▶ **WHAT IS EXPECTED**
Return a copy of every line in the records that includes the word "impl".
Start of PROVIDED DATA
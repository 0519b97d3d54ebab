//! Session-based authentication extractors for Axum handlers.
//!
//! The guard is a pure predicate gate over request-scoped state: it reads
//! the session cookie, resolves it against the `user_sessions` table, and
//! either yields the authenticated identity or short-circuits the request.
//! The downstream handler is never invoked on failure.

use std::convert::Infallible;

use axum::extract::FromRequestParts;
use axum::http::header::COOKIE;
use axum::http::request::Parts;
use axum::response::{IntoResponse, Redirect, Response};
use thoughts_core::error::CoreError;
use thoughts_core::types::DbId;
use thoughts_db::repositories::SessionRepo;

use crate::auth::session::hash_session_token;
use crate::error::AppError;
use crate::state::AppState;

/// Authenticated user resolved from the session cookie.
///
/// Use this as an extractor parameter in any API handler that requires
/// authentication:
///
/// ```ignore
/// async fn my_handler(auth: AuthUser) -> AppResult<Json<()>> {
///     tracing::info!(user_id = auth.user_id, "handling request");
///     Ok(Json(()))
/// }
/// ```
#[derive(Debug, Clone)]
pub struct AuthUser {
    /// The session row id, needed to destroy the session on logout.
    pub session_id: DbId,
    /// The user's internal database id.
    pub user_id: DbId,
    /// The user's username, carried in session state.
    pub username: String,
}

impl FromRequestParts<AppState> for AuthUser {
    type Rejection = AppError;

    async fn from_request_parts(
        parts: &mut Parts,
        state: &AppState,
    ) -> Result<Self, Self::Rejection> {
        let token = session_token_from_cookies(parts, &state.config.session.cookie_name)
            .ok_or_else(|| {
                AppError::Core(CoreError::Unauthorized(
                    "You must be logged in to do that".into(),
                ))
            })?;

        let session = SessionRepo::find_active_by_token_hash(
            &state.pool,
            &hash_session_token(&token),
        )
        .await?
        .ok_or_else(|| {
            AppError::Core(CoreError::Unauthorized(
                "Your session has expired. Please log in again".into(),
            ))
        })?;

        Ok(AuthUser {
            session_id: session.session_id,
            user_id: session.user_id,
            username: session.username,
        })
    }
}

/// Optional authentication for public pages that only need a `logged_in`
/// flag. Extraction never fails; an absent or expired session yields `None`.
#[derive(Debug, Clone)]
pub struct MaybeAuthUser(pub Option<AuthUser>);

impl MaybeAuthUser {
    pub fn is_logged_in(&self) -> bool {
        self.0.is_some()
    }
}

impl FromRequestParts<AppState> for MaybeAuthUser {
    type Rejection = Infallible;

    async fn from_request_parts(
        parts: &mut Parts,
        state: &AppState,
    ) -> Result<Self, Self::Rejection> {
        Ok(MaybeAuthUser(
            AuthUser::from_request_parts(parts, state).await.ok(),
        ))
    }
}

/// Page-route guard: same session resolution as [`AuthUser`], but an
/// unauthenticated request is redirected to the login page instead of
/// receiving a 401 JSON body.
#[derive(Debug, Clone)]
pub struct PageAuth(pub AuthUser);

/// Rejection for [`PageAuth`]: a redirect to `/login`.
pub struct LoginRedirect;

impl IntoResponse for LoginRedirect {
    fn into_response(self) -> Response {
        Redirect::to("/login").into_response()
    }
}

impl FromRequestParts<AppState> for PageAuth {
    type Rejection = LoginRedirect;

    async fn from_request_parts(
        parts: &mut Parts,
        state: &AppState,
    ) -> Result<Self, Self::Rejection> {
        AuthUser::from_request_parts(parts, state)
            .await
            .map(PageAuth)
            .map_err(|_| LoginRedirect)
    }
}

/// Extract the session token from the `Cookie` header, if present.
fn session_token_from_cookies(parts: &Parts, cookie_name: &str) -> Option<String> {
    let header = parts.headers.get(COOKIE)?.to_str().ok()?;

    header.split(';').find_map(|pair| {
        let (name, value) = pair.trim().split_once('=')?;
        (name == cookie_name).then(|| value.to_string())
    })
}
End of PROVIDED DATA
▶ **YOUR RESPONSE**
impl FromRequestParts<AppState> for AuthUser {
impl MaybeAuthUser {
impl FromRequestParts<AppState> for MaybeAuthUser {
impl IntoResponse for LoginRedirect {
impl FromRequestParts<AppState> for PageAuth {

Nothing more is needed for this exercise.